RESULTS: X-ray fluorescence mapping provided images of elemental distribution through articulated and deep layers of cartilage, where all elements were successfully imaged and concentrations could be determined. In the superficial zone of cartilage where samples were articulated, Co and Cr were uniformly distributed. Elevated levels of both Co and Cr were found when comparing the articulated surfaces to the non-contacted deep zones. In addition to the total increase in ion concentration, some sample locations contained metal hot-spots of 1-5 microns with a 4-5-times higher concentration of CoCr as compared to the surrounding areas.

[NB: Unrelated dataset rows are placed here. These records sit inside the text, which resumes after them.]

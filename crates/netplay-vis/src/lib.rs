//! Netplay Network View
//!
//! Playback and editing controller for a network topology canvas: devices
//! are dropped from a palette, a simulation backend computes packet
//! traffic, and the result is replayed as an animation.
//!
//! # Architecture
//!
//! - **Playback**: Four-state machine (idle, computing, ready, playing)
//! - **Controls**: One button controller type, used for the owner's view
//!   and the shared view
//! - **Placement**: Drops become nodes, discarding stale runs
//! - **Timers**: Animation timers tracked by handle and reaped on stop
//! - **Server**: REST API and a WebSocket stream of redraws and frames
//!
//! # Usage
//!
//! ```ignore
//! let store = NetworkStore::new();
//! let guid = store.create("lab");
//!
//! let server = VisServer::new(&ViewConfig::from_env()?, store, guid)?;
//! server.serve(3000).await?;
//! ```

mod broadcast;
mod collaborators;
mod config;
mod context;
mod controller;
mod error;
mod events;
mod network;
mod placement;
mod playback;
mod server;
mod simulation;
mod timers;
mod view;

#[cfg(test)]
mod testing;

pub use broadcast::{BroadcastBackend, BroadcastNotices, BroadcastRenderer};
pub use collaborators::{Collaborators, NoticeSurface, Persistence, Renderer};
pub use config::{ButtonLabels, ViewConfig};
pub use context::PlaybackContext;
pub use controller::{
    ButtonAffordance, ButtonStyle, ClickOutcome, PlaybackButtonController, RedrawStrategy,
};
pub use error::{Error, Result};
pub use events::{Job, PacketCollection, PacketFrame, PacketMove, RedrawMode, ViewEvent};
pub use network::{NetworkDocument, NetworkRecord, NetworkStore};
pub use placement::{DropController, DropOutcome};
pub use playback::{NetworkId, PlaybackState, PlaybackStateMachine, PlaybackStatus};
pub use server::VisServer;
pub use simulation::{Completion, SimulationBackend, SimulationResult};
pub use timers::{
    ManualScheduler, Scheduler, TimerCallback, TimerHandle, TimerReaper, TokioScheduler,
};
pub use view::{ControlId, NetworkView, ViewSnapshot};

DISCUSSION: We hypothesized that potentially harmful deposition of Co and Cr can be detected and evaluated using XFM. It worked for the determination of Co, Cr in concert with other element depositions in tissues with high sensitivity and without labeling, staining or any other tissue alterations, typically required by microscopy techniques. The deep zone of cartilage was not in direct contact with the CoCr head during articulation. The presence of ions in this area is thus due to the deep zone exposure to ions released into the media while the surface deposits represent ion concentrations due to direct contact. Previous data from our laboratory and others has shown high chrondrocyte death at the surface to articulation against CoCr, thus a future question could evaluate the role of cobalt and chromium ions in mechanisms of chrondrocyte death. Furthermore, the direct metal-on-cartilage interaction that occurs in hemiarthroplasty can lead to the formation of metal-protein complexes, which induce hypersensitivity responses from various cell types via the production of pro-inflammatory cytokines and chemokines.